Nvidia hat seit seiner Gründung in einem Denny’s-Diner eine bemerkenswerte Entwicklung hingelegt und dominiert heute das Geschäft mit generativer künstlicher Intelligenz. Am 23. Mai erlebte das Unternehmen seinen „iPhone-Moment“, als die Ergebnisse des ersten Quartals 2024 sämtliche Erwartungen übertrafen. AMD hingegen spielte jahrzehntelang eher die zweite Geige – erst hinter Intel, später hinter Nvidia. Doch unter CEO Lisa Su hat sich der Konzern tiefgreifend gewandelt und greift nun nach Marktanteilen im lukrativsten Segment der Branche. Nach einem Überblick über Marktumfeld und Unternehmen folgt eine Analyse zentraler Kennzahlen sowie der Bewertung über das Kurs-Gewinn-Verhältnis.

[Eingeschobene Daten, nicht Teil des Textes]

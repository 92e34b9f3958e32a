use crate::errors::ShellError;

/// Upper bound on concurrently tracked background jobs.
pub const MAX_JOBS: usize = 100;

/// A single tracked background job: the pid of its terminal stage plus a
/// snapshot of the command line for display.
#[derive(Debug, Clone, PartialEq)]
pub struct Job {
    pub pid: i32,
    pub command: String,
}

/// Bounded registry of background jobs.
///
/// Indices are presentation order and stay dense: removing a job shifts every
/// later entry down by one. A pid appears at most once.
#[derive(Debug)]
pub struct JobTable {
    jobs: Vec<Job>,
    capacity: usize,
}

impl Default for JobTable {
    fn default() -> Self {
        Self::new()
    }
}

impl JobTable {
    pub fn new() -> Self {
        Self::with_capacity(MAX_JOBS)
    }

    pub fn with_capacity(capacity: usize) -> Self {
        Self {
            jobs: Vec::new(),
            capacity,
        }
    }

    pub fn len(&self) -> usize {
        self.jobs.len()
    }

    pub fn is_empty(&self) -> bool {
        self.jobs.is_empty()
    }

    pub fn is_full(&self) -> bool {
        self.jobs.len() >= self.capacity
    }

    /// Append a job at the next free index and return that index.
    /// Fails with `CapacityExceeded` when the table is full.
    pub fn insert(&mut self, pid: i32, command: String) -> Result<usize, ShellError> {
        if self.is_full() {
            return Err(ShellError::CapacityExceeded(self.capacity));
        }
        debug_assert!(self.jobs.iter().all(|j| j.pid != pid));
        self.jobs.push(Job { pid, command });
        Ok(self.jobs.len() - 1)
    }

    /// Remove the job tracking `pid`, shifting later entries down to keep
    /// indices dense. Removing an untracked pid is a no-op.
    pub fn remove(&mut self, pid: i32) {
        if let Some(index) = self.position_of(pid) {
            self.jobs.remove(index);
        }
    }

    /// Index of the job tracking `pid`, if any.
    pub fn position_of(&self, pid: i32) -> Option<usize> {
        self.jobs.iter().position(|j| j.pid == pid)
    }

    /// The job at `index`, or `NoSuchJob` when the index is out of range.
    pub fn get(&self, index: usize) -> Result<&Job, ShellError> {
        self.jobs.get(index).ok_or(ShellError::NoSuchJob(index))
    }

    /// Jobs in index order. Never blocks, never mutates.
    pub fn iter(&self) -> impl Iterator<Item = (usize, &Job)> {
        self.jobs.iter().enumerate()
    }

    /// Pids of every tracked job, for the shutdown path.
    pub fn pids(&self) -> Vec<i32> {
        self.jobs.iter().map(|j| j.pid).collect()
    }

    pub fn clear(&mut self) {
        self.jobs.clear();
    }
}
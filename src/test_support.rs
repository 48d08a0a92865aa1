use tokio::sync::Mutex as AsyncMutex;

/// Serializes tests that read or write `MEISH_*` environment variables.
/// Sync tests take it with `.blocking_lock()`.
pub static ENV_LOCK: AsyncMutex<()> = AsyncMutex::const_new(());
use crate::session::{RenderCommand, RenderSink};
use std::io::Write;

/// Line-oriented renderer for pipes and `--plain`.
///
/// Articles are printed as they arrive, so output order follows arrival order
/// rather than index order; each block is labelled with its index.
pub struct PlainPrinter<W: Write> {
    out: W,
    expected: usize,
}

impl<W: Write> PlainPrinter<W> {
    pub fn new(out: W) -> Self {
        Self { out, expected: 0 }
    }

    pub fn into_inner(self) -> W {
        self.out
    }

    fn write_command(&mut self, command: RenderCommand) -> std::io::Result<()> {
        match command {
            RenderCommand::ShowLoading => writeln!(self.out, "* Generating..."),
            RenderCommand::SetStatus(text) => writeln!(self.out, "  └ {text}"),
            RenderCommand::CreatePlaceholders(count) => {
                self.expected = count;
                writeln!(self.out, "* Found {count} sources")
            }
            RenderCommand::RenderResult {
                index,
                content,
                source,
            } => {
                writeln!(self.out)?;
                writeln!(self.out, "── Article {} of {} ──", index + 1, self.expected)?;
                writeln!(self.out, "{}", content.trim_end())?;
                writeln!(self.out, "↗ {} <{}>", source.title, source.url)
            }
            RenderCommand::ShowError(text) => writeln!(self.out, "[error] {text}"),
            RenderCommand::ShowWarning(text) => writeln!(self.out, "[warning] {text}"),
            RenderCommand::ClearProgress => writeln!(self.out, "\n* Done"),
            RenderCommand::Reset => writeln!(self.out, "* Cancelled"),
        }?;
        self.out.flush()
    }
}

impl<W: Write> RenderSink for PlainPrinter<W> {
    fn apply(&mut self, command: RenderCommand) {
        if let Err(error) = self.write_command(command) {
            tracing::warn!(%error, "failed to write plain output");
        }
    }
}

Der expandierende KI-Markt

Die Vorteile von KI-Anwendungen sind Nutzern von Tools wie Gemini, ChatGPT oder Perplexity längst bewusst, doch das größte Marktpotenzial liegt in der Unternehmenswelt. Eine Studie von Morgan Stanley sieht Kostensenkungspotenziale von rund 38 Billionen Dollar durch KI-Adaption. Für Unternehmen gilt zunehmend das Motto: Wer keinen Platz am Tisch hat, landet auf der Speisekarte – denn zahlreiche Tätigkeiten stehen zur Disposition.

Der Markt für KI-Chips umfasst derzeit rund 94,5 Milliarden Dollar, mit einer Wachstumsrate von 29 Prozent. Dieser Wert ist in den letzten Jahren kontinuierlich gestiegen. Während verschiedene Institute große Marktvolumina prognostizieren, ragt AMD mit besonders optimistischen Zahlen heraus, die jedoch als wenig realistisch gelten.

Der „AI Bubble“-Diskurs

Die Debatte über eine mögliche KI-Blase nimmt zu, doch technologische Revolutionen waren historisch stets von Spekulationsphasen begleitet. Kurzfristig wird Nachfrage überschätzt, Infrastruktur entsteht oft mit Fremdkapital, und Anleger erhöhen ihre Risiken – ein Muster, das sich immer wiederholt.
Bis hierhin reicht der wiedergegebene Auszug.